## ACTIVITY
Line by line, set down the records exactly as they appear below.

## PROVIDED RECORDS
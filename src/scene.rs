//! Orthographic camera and viewport math.
//!
//! The core never touches a real renderer; it only needs enough frustum
//! geometry to place the emblem in focused mode and to size the view after
//! the asset loader reports the model's bounding dimensions.

use serde::Deserialize;

/// Frustum span used before the emblem geometry has loaded.
///
pub const DEFAULT_FRUSTUM_SIZE: f64 = 100.0;

/// Margin multiplier applied to the model's largest dimension when fitting
/// the frustum after load.
///
pub const FIT_MARGIN_FACTOR: f64 = 4.5;

/// Bounding dimensions reported by the asset loader for the emblem mesh.
///
#[derive(Debug, Clone, Copy, PartialEq, Deserialize)]
pub struct GeometryBounds {
    pub width: f64,
    pub height: f64,
    pub depth: f64,
}

impl GeometryBounds {
    pub fn max_dimension(&self) -> f64 {
        self.width.max(self.height).max(self.depth)
    }
}

/// Window dimensions in pixels, kept current by resize events.
///
#[derive(Debug, Clone, Copy, PartialEq)]
pub struct Viewport {
    pub width: f64,
    pub height: f64,
}

impl Viewport {
    pub fn new(width: f64, height: f64) -> Self {
        Viewport { width, height }
    }

    pub fn aspect(&self) -> f64 {
        if self.height > 0.0 {
            self.width / self.height
        } else {
            1.0
        }
    }

    /// Convert a vertical pixel coordinate (top-down) to normalized device
    /// coordinates (-1 at the bottom, +1 at the top).
    ///
    pub fn pixel_y_to_ndc(&self, y_px: f64) -> f64 {
        if self.height > 0.0 {
            -(y_px / self.height) * 2.0 + 1.0
        } else {
            0.0
        }
    }
}

/// Symmetric orthographic frustum centered on the origin.
///
#[derive(Debug, Clone, Copy, PartialEq)]
pub struct OrthoCamera {
    pub left: f64,
    pub right: f64,
    pub top: f64,
    pub bottom: f64,
    frustum_size: f64,
}

impl OrthoCamera {
    /// Camera with the pre-load frustum for the given viewport.
    ///
    pub fn new(viewport: Viewport) -> Self {
        let mut camera = OrthoCamera {
            left: 0.0,
            right: 0.0,
            top: 0.0,
            bottom: 0.0,
            frustum_size: DEFAULT_FRUSTUM_SIZE,
        };
        camera.apply_frustum(viewport.aspect());
        camera
    }

    fn apply_frustum(&mut self, aspect: f64) {
        self.left = self.frustum_size * aspect / -2.0;
        self.right = self.frustum_size * aspect / 2.0;
        self.top = self.frustum_size / 2.0;
        self.bottom = self.frustum_size / -2.0;
    }

    /// Refit the frustum around the loaded geometry, leaving generous margin
    /// so the emblem reads as an object rather than filling the screen.
    ///
    pub fn fit_to_bounds(&mut self, bounds: GeometryBounds, viewport: Viewport) {
        self.frustum_size = bounds.max_dimension() * FIT_MARGIN_FACTOR;
        self.apply_frustum(viewport.aspect());
    }

    /// Recompute the frustum for a new aspect ratio, keeping the stored
    /// frustum size.
    ///
    pub fn resize(&mut self, viewport: Viewport) {
        self.apply_frustum(viewport.aspect());
    }

    pub fn width(&self) -> f64 {
        self.right - self.left
    }

    pub fn height(&self) -> f64 {
        self.top - self.bottom
    }

    /// Inverse-project a normalized device Y coordinate onto the world-space
    /// plane the emblem lives on.
    ///
    pub fn unproject_ndc_y(&self, ndc_y: f64) -> f64 {
        (self.top + self.bottom) / 2.0 + ndc_y * (self.top - self.bottom) / 2.0
    }
}
mod client;
mod error;
mod resource;

pub use error::ContentError;
pub use resource::*;

use anyhow::Result;
use client::Client;
use log::*;

/// Placeholder shown while a fragment request is in flight.
pub const LOADING_PLACEHOLDER: &str = "Loading…";

/// Fallback body when a detail fragment cannot be fetched.
pub const DETAIL_FALLBACK: &str = "<p>Inhalt konnte nicht geladen werden.</p>";

/// Responsible for asynchronous retrieval of the static presentation
/// fragments (project titles, detail bodies, the contact block) relative
/// to a base URL.
///
pub struct Content {
    client: Client,
}

impl Content {
    /// Returns a new instance for the given base URL.
    ///
    pub fn new(base_url: &str) -> Content {
        debug!("Initializing content fetcher with base URL {}...", base_url);
        Content {
            client: Client::new(base_url),
        }
    }

    /// Returns the title text for a project, trimmed of trailing whitespace.
    ///
    pub async fn project_title(&self, project: &ProjectEntry) -> Result<String> {
        debug!("Requesting title for project '{}'...", project.id);
        let text = self.client.get_text(&project.title_path).await?;
        Ok(text.trim_end().to_owned())
    }

    /// Returns the detail fragment for a project as raw markup.
    ///
    pub async fn project_detail(&self, project_id: &str) -> Result<String> {
        debug!("Requesting detail fragment for project '{}'...", project_id);
        let path = format!("projects/{}/detail.html", project_id);
        Ok(self.client.get_text(&path).await?)
    }

    /// Returns the contact-section fragment as raw markup.
    ///
    pub async fn contact_fragment(&self) -> Result<String> {
        debug!("Requesting contact fragment...");
        Ok(self.client.get_text("kontakt/content.html").await?)
    }

    /// Returns the works-grid manifest, falling back to the built-in list
    /// when the server does not ship one.
    ///
    pub async fn project_manifest(&self) -> Vec<ProjectEntry> {
        match self.client.get_text("projects/manifest.json").await {
            Ok(json) => match parse_manifest(&json) {
                Ok(projects) => projects,
                Err(e) => {
                    warn!("Ignoring invalid project manifest: {}", e);
                    default_projects()
                }
            },
            Err(_) => default_projects(),
        }
    }
}
//! Application-wide error types.
//!
//! This module defines the main error type hierarchy for the application,
//! allowing for type-safe error handling throughout the codebase.

pub use crate::config::ConfigError;
pub use crate::content::ContentError;
pub use crate::state::StateError;

/// Main application error type.
///
/// This is the top-level error type that encompasses all error types
/// in the application. It uses `thiserror` for automatic error derivation
/// and conversion.
#[derive(Debug, thiserror::Error)]
pub enum AppError {
    /// Configuration-related errors
    #[error("Configuration error: {0}")]
    Config(#[from] ConfigError),

    /// Content fetching errors
    #[error("Content error: {0}")]
    Content(#[from] ContentError),

    /// State management errors
    #[error("State error: {0}")]
    State(#[from] StateError),

    /// I/O errors
    #[error("I/O error: {0}")]
    Io(#[from] std::io::Error),

    /// Logger initialization errors
    #[error("Logger error: {0}")]
    Logger(String),

    /// Generic error with context
    #[error("{0}")]
    #[allow(dead_code)]
    Other(String),
}

/// Convenience type alias for Result with AppError
pub type AppResult<T> = Result<T, AppError>;

#[cfg(test)]
mod tests {
    use super::*;

    #[test]
    fn test_app_error_from_config_error() {
        let config_error = ConfigError::HomeDirectoryNotFound;
        let app_error: AppError = config_error.into();
        assert!(matches!(app_error, AppError::Config(_)));
        assert!(app_error.to_string().contains("Configuration error"));
    }

    #[test]
    fn test_app_error_from_content_error() {
        let content_error = ContentError::Other("Test error".to_string());
        let app_error: AppError = content_error.into();
        assert!(matches!(app_error, AppError::Content(_)));
        assert!(app_error.to_string().contains("Content error"));
    }

    #[test]
    fn test_app_error_from_state_error() {
        let state_error = StateError::ContentChannelClosed;
        let app_error: AppError = state_error.into();
        assert!(matches!(app_error, AppError::State(_)));
        assert!(app_error.to_string().contains("State error"));
    }

    #[test]
    fn test_app_error_from_io_error() {
        let io_error = std::io::Error::new(std::io::ErrorKind::NotFound, "File not found");
        let app_error: AppError = io_error.into();
        assert!(matches!(app_error, AppError::Io(_)));
        assert!(app_error.to_string().contains("I/O error"));
    }

    #[test]
    fn test_app_error_other() {
        let error = AppError::Other("Generic error".to_string());
        assert_eq!(error.to_string(), "Generic error");
    }
}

## SOLUTION TO THE EXERCISE
filename src/scene.rs
//! Orthographic camera and viewport math.
//!
//! The core never touches a real renderer; it only needs enough frustum
//! geometry to place the emblem in focused mode and to size the view after
//! the asset loader reports the model's bounding dimensions.

use serde::Deserialize;

/// Frustum span used before the emblem geometry has loaded.
///
pub const DEFAULT_FRUSTUM_SIZE: f64 = 100.0;

/// Margin multiplier applied to the model's largest dimension when fitting
/// the frustum after load.
///
pub const FIT_MARGIN_FACTOR: f64 = 4.5;

/// Bounding dimensions reported by the asset loader for the emblem mesh.
///
#[derive(Debug, Clone, Copy, PartialEq, Deserialize)]
pub struct GeometryBounds {
    pub width: f64,
    pub height: f64,
    pub depth: f64,
}

impl GeometryBounds {
    pub fn max_dimension(&self) -> f64 {
        self.width.max(self.height).max(self.depth)
    }
}

/// Window dimensions in pixels, kept current by resize events.
///
#[derive(Debug, Clone, Copy, PartialEq)]
pub struct Viewport {
    pub width: f64,
    pub height: f64,
}

impl Viewport {
    pub fn new(width: f64, height: f64) -> Self {
        Viewport { width, height }
    }

    pub fn aspect(&self) -> f64 {
        if self.height > 0.0 {
            self.width / self.height
        } else {
            1.0
        }
    }

    /// Convert a vertical pixel coordinate (top-down) to normalized device
    /// coordinates (-1 at the bottom, +1 at the top).
    ///
    pub fn pixel_y_to_ndc(&self, y_px: f64) -> f64 {
        if self.height > 0.0 {
            -(y_px / self.height) * 2.0 + 1.0
        } else {
            0.0
        }
    }
}

/// Symmetric orthographic frustum centered on the origin.
///
#[derive(Debug, Clone, Copy, PartialEq)]
pub struct OrthoCamera {
    pub left: f64,
    pub right: f64,
    pub top: f64,
    pub bottom: f64,
    frustum_size: f64,
}

impl OrthoCamera {
    /// Camera with the pre-load frustum for the given viewport.
    ///
    pub fn new(viewport: Viewport) -> Self {
        let mut camera = OrthoCamera {
            left: 0.0,
            right: 0.0,
            top: 0.0,
            bottom: 0.0,
            frustum_size: DEFAULT_FRUSTUM_SIZE,
        };
        camera.apply_frustum(viewport.aspect());
        camera
    }

    fn apply_frustum(&mut self, aspect: f64) {
        self.left = self.frustum_size * aspect / -2.0;
        self.right = self.frustum_size * aspect / 2.0;
        self.top = self.frustum_size / 2.0;
        self.bottom = self.frustum_size / -2.0;
    }

    /// Refit the frustum around the loaded geometry, leaving generous margin
    /// so the emblem reads as an object rather than filling the screen.
    ///
    pub fn fit_to_bounds(&mut self, bounds: GeometryBounds, viewport: Viewport) {
        self.frustum_size = bounds.max_dimension() * FIT_MARGIN_FACTOR;
        self.apply_frustum(viewport.aspect());
    }

    /// Recompute the frustum for a new aspect ratio, keeping the stored
    /// frustum size.
    ///
    pub fn resize(&mut self, viewport: Viewport) {
        self.apply_frustum(viewport.aspect());
    }

    pub fn width(&self) -> f64 {
        self.right - self.left
    }

    pub fn height(&self) -> f64 {
        self.top - self.bottom
    }

    /// Inverse-project a normalized device Y coordinate onto the world-space
    /// plane the emblem lives on.
    ///
    pub fn unproject_ndc_y(&self, ndc_y: f64) -> f64 {
        (self.top + self.bottom) / 2.0 + ndc_y * (self.top - self.bottom) / 2.0
    }
}
mod client;
mod error;
mod resource;

pub use error::ContentError;
pub use resource::*;

use anyhow::Result;
use client::Client;
use log::*;

/// Placeholder shown while a fragment request is in flight.
pub const LOADING_PLACEHOLDER: &str = "Loading…";

/// Fallback body when a detail fragment cannot be fetched.
pub const DETAIL_FALLBACK: &str = "<p>Inhalt konnte nicht geladen werden.</p>";

/// Responsible for asynchronous retrieval of the static presentation
/// fragments (project titles, detail bodies, the contact block) relative
/// to a base URL.
///
pub struct Content {
    client: Client,
}

impl Content {
    /// Returns a new instance for the given base URL.
    ///
    pub fn new(base_url: &str) -> Content {
        debug!("Initializing content fetcher with base URL {}...", base_url);
        Content {
            client: Client::new(base_url),
        }
    }

    /// Returns the title text for a project, trimmed of trailing whitespace.
    ///
    pub async fn project_title(&self, project: &ProjectEntry) -> Result<String> {
        debug!("Requesting title for project '{}'...", project.id);
        let text = self.client.get_text(&project.title_path).await?;
        Ok(text.trim_end().to_owned())
    }

    /// Returns the detail fragment for a project as raw markup.
    ///
    pub async fn project_detail(&self, project_id: &str) -> Result<String> {
        debug!("Requesting detail fragment for project '{}'...", project_id);
        let path = format!("projects/{}/detail.html", project_id);
        Ok(self.client.get_text(&path).await?)
    }

    /// Returns the contact-section fragment as raw markup.
    ///
    pub async fn contact_fragment(&self) -> Result<String> {
        debug!("Requesting contact fragment...");
        Ok(self.client.get_text("kontakt/content.html").await?)
    }

    /// Returns the works-grid manifest, falling back to the built-in list
    /// when the server does not ship one.
    ///
    pub async fn project_manifest(&self) -> Vec<ProjectEntry> {
        match self.client.get_text("projects/manifest.json").await {
            Ok(json) => match parse_manifest(&json) {
                Ok(projects) => projects,
                Err(e) => {
                    warn!("Ignoring invalid project manifest: {}", e);
                    default_projects()
                }
            },
            Err(_) => default_projects(),
        }
    }
}
//! Application-wide error types.
//!
//! This module defines the main error type hierarchy for the application,
//! allowing for type-safe error handling throughout the codebase.

pub use crate::config::ConfigError;
pub use crate::content::ContentError;
pub use crate::state::StateError;

/// Main application error type.
///
/// This is the top-level error type that encompasses all error types
/// in the application. It uses `thiserror` for automatic error derivation
/// and conversion.
#[derive(Debug, thiserror::Error)]
pub enum AppError {
    /// Configuration-related errors
    #[error("Configuration error: {0}")]
    Config(#[from] ConfigError),

    /// Content fetching errors
    #[error("Content error: {0}")]
    Content(#[from] ContentError),

    /// State management errors
    #[error("State error: {0}")]
    State(#[from] StateError),

    /// I/O errors
    #[error("I/O error: {0}")]
    Io(#[from] std::io::Error),

    /// Logger initialization errors
    #[error("Logger error: {0}")]
    Logger(String),

    /// Generic error with context
    #[error("{0}")]
    #[allow(dead_code)]
    Other(String),
}

/// Convenience type alias for Result with AppError
pub type AppResult<T> = Result<T, AppError>;

#[cfg(test)]
mod tests {
    use super::*;

    #[test]
    fn test_app_error_from_config_error() {
        let config_error = ConfigError::HomeDirectoryNotFound;
        let app_error: AppError = config_error.into();
        assert!(matches!(app_error, AppError::Config(_)));
        assert!(app_error.to_string().contains("Configuration error"));
    }

    #[test]
    fn test_app_error_from_content_error() {
        let content_error = ContentError::Other("Test error".to_string());
        let app_error: AppError = content_error.into();
        assert!(matches!(app_error, AppError::Content(_)));
        assert!(app_error.to_string().contains("Content error"));
    }

    #[test]
    fn test_app_error_from_state_error() {
        let state_error = StateError::ContentChannelClosed;
        let app_error: AppError = state_error.into();
        assert!(matches!(app_error, AppError::State(_)));
        assert!(app_error.to_string().contains("State error"));
    }

    #[test]
    fn test_app_error_from_io_error() {
        let io_error = std::io::Error::new(std::io::ErrorKind::NotFound, "File not found");
        let app_error: AppError = io_error.into();
        assert!(matches!(app_error, AppError::Io(_)));
        assert!(app_error.to_string().contains("I/O error"));
    }

    #[test]
    fn test_app_error_other() {
        let error = AppError::Other("Generic error".to_string());
        assert_eq!(error.to_string(), "Generic error");
    }
}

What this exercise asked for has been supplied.